Write out, from the entries below, exactly the lines that run between the lines holding "assert_eq!(i32_div_u(1, 0), trap32);" and "assert_eq!(i32_rem_u(-1, 10), Ok(5));", inclusive, and stop there.
------
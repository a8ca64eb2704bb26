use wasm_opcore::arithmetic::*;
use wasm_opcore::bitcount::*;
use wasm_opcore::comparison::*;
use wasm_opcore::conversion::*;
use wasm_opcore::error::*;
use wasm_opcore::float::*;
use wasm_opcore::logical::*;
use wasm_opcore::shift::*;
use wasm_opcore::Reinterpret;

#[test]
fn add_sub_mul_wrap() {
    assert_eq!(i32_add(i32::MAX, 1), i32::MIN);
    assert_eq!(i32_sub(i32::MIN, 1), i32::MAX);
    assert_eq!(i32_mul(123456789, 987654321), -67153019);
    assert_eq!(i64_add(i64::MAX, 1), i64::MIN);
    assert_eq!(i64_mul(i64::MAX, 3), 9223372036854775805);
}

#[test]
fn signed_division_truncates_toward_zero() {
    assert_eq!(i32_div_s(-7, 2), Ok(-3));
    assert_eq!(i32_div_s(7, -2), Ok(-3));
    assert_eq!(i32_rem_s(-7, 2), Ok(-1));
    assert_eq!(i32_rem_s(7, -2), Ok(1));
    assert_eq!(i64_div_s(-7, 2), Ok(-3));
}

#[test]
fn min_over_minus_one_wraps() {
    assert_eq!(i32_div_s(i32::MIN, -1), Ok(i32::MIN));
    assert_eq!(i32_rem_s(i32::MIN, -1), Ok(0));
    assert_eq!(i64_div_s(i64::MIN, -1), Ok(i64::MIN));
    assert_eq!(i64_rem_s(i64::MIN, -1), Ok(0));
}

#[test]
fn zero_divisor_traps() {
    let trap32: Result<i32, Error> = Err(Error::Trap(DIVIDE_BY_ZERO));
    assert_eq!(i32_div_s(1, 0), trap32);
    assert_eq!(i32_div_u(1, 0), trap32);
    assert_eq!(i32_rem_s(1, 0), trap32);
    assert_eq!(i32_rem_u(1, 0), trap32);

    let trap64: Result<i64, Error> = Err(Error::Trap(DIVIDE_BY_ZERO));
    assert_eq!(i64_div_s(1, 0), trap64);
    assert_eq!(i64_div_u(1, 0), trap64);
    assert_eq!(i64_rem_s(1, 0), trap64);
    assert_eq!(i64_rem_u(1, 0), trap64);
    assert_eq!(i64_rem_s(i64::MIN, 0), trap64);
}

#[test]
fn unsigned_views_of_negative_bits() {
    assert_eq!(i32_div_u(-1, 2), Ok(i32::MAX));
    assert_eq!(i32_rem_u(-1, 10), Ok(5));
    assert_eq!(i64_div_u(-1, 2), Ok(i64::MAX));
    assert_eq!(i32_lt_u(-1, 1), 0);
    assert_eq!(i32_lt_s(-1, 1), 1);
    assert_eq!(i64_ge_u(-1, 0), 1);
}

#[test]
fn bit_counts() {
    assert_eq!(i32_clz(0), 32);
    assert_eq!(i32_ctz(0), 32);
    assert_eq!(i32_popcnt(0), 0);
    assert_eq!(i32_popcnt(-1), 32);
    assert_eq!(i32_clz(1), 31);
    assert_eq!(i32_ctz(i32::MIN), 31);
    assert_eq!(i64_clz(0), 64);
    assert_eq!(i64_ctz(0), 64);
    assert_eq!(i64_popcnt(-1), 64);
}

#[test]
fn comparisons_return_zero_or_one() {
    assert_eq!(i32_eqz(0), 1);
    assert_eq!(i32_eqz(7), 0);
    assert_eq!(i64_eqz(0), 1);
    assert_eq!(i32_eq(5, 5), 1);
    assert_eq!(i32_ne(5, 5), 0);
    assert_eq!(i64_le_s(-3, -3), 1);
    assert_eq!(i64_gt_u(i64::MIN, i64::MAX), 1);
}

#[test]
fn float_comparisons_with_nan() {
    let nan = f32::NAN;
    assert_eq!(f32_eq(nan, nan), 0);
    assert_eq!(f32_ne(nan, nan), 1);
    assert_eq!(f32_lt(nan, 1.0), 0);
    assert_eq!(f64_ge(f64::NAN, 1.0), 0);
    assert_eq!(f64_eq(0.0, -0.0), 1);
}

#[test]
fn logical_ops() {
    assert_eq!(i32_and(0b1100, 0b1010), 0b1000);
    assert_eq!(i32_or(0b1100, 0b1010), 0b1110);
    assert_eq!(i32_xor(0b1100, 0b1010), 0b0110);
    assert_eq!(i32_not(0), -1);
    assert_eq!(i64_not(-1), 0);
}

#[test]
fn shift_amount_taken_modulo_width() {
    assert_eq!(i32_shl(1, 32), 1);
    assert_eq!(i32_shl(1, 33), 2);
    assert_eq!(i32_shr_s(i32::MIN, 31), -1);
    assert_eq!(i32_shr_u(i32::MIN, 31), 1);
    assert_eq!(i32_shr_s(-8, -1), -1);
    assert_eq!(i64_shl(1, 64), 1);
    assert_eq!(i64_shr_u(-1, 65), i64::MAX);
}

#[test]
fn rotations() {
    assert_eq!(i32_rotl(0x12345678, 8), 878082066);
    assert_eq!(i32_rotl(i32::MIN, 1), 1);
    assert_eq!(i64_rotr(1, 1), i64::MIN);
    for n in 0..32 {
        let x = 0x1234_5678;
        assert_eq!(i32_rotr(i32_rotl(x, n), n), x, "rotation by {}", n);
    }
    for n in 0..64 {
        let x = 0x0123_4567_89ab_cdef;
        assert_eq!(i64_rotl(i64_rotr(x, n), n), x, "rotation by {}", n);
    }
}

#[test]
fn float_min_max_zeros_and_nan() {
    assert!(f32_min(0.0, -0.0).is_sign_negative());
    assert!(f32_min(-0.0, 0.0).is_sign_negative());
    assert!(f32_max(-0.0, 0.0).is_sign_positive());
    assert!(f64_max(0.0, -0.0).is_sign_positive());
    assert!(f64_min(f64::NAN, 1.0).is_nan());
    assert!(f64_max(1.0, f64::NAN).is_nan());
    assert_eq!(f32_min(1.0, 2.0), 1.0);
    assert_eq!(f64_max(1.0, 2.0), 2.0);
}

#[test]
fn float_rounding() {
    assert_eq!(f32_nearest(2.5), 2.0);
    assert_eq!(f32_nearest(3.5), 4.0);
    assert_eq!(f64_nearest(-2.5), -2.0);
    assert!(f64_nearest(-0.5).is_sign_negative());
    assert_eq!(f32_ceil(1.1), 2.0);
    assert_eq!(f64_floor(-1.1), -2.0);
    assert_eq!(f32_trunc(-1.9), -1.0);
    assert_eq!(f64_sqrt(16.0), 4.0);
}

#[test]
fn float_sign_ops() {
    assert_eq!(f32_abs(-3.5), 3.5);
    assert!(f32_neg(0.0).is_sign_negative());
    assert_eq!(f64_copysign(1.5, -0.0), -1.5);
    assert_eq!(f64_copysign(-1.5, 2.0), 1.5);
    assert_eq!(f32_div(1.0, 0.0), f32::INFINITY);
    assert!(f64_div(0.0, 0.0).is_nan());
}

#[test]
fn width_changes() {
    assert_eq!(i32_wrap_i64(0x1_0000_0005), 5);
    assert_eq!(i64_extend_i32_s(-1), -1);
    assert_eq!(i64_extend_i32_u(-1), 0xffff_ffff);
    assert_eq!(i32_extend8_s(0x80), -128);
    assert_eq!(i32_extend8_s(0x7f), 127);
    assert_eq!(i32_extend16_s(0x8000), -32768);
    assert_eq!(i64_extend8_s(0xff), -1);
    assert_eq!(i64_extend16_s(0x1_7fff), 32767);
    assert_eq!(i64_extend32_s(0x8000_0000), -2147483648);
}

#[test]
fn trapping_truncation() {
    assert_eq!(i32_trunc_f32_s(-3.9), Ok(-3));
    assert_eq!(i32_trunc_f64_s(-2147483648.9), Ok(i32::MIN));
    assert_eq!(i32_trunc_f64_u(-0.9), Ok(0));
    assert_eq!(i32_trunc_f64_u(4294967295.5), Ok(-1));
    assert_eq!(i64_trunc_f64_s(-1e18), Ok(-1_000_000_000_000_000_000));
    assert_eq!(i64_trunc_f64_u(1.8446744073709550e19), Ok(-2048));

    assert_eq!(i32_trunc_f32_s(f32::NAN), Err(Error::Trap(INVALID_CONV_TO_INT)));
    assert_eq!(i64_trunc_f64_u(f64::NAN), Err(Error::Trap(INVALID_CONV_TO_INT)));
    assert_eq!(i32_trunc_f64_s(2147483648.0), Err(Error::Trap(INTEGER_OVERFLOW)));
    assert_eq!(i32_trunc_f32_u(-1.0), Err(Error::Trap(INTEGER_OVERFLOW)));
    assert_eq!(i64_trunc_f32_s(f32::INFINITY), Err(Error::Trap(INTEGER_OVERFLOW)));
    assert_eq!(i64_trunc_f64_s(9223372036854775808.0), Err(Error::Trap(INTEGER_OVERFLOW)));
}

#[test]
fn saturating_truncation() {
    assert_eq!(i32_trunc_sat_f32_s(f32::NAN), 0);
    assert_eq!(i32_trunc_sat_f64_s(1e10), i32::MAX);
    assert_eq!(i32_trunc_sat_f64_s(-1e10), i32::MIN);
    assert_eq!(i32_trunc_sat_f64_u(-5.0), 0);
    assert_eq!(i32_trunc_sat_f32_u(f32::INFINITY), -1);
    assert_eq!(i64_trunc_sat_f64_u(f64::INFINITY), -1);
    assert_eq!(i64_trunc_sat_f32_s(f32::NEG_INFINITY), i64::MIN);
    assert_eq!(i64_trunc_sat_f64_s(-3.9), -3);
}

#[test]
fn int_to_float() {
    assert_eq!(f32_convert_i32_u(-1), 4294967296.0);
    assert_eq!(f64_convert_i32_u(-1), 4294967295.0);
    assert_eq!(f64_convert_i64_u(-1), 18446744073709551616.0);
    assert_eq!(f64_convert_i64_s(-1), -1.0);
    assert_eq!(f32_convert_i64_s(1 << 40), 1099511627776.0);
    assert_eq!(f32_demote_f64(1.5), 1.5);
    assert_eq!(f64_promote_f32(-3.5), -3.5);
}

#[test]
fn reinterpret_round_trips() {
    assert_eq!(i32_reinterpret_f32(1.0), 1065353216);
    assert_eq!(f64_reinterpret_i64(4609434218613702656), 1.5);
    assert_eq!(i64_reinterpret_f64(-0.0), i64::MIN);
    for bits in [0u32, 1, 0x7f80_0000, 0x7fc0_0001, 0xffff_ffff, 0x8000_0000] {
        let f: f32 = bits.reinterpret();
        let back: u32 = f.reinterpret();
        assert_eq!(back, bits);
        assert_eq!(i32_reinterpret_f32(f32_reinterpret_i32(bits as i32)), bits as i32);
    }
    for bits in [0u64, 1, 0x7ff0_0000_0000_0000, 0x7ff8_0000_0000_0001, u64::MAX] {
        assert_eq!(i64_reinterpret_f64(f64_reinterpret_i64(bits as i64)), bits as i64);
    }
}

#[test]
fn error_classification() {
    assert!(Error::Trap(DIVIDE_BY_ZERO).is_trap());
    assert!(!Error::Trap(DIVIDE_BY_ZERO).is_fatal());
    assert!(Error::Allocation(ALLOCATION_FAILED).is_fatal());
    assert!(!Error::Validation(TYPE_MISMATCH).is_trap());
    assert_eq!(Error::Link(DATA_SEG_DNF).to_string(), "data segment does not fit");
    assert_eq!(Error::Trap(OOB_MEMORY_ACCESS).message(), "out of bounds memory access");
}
------
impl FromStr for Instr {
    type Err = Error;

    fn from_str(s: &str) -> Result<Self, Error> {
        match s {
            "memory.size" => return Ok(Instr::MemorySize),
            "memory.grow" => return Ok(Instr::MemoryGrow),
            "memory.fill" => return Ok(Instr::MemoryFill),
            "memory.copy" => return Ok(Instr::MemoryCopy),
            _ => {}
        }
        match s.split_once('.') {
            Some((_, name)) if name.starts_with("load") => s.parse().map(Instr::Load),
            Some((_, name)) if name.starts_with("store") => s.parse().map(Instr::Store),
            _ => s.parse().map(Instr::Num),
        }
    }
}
------
* _OUTPUT OF THE TASK_
    assert_eq!(i32_div_u(1, 0), trap32);
    assert_eq!(i32_rem_s(1, 0), trap32);
    assert_eq!(i32_rem_u(1, 0), trap32);

    let trap64: Result<i64, Error> = Err(Error::Trap(DIVIDE_BY_ZERO));
    assert_eq!(i64_div_s(1, 0), trap64);
    assert_eq!(i64_div_u(1, 0), trap64);
    assert_eq!(i64_rem_s(1, 0), trap64);
    assert_eq!(i64_rem_u(1, 0), trap64);
    assert_eq!(i64_rem_s(i64::MIN, 0), trap64);
}

#[test]
fn unsigned_views_of_negative_bits() {
    assert_eq!(i32_div_u(-1, 2), Ok(i32::MAX));
    assert_eq!(i32_rem_u(-1, 10), Ok(5));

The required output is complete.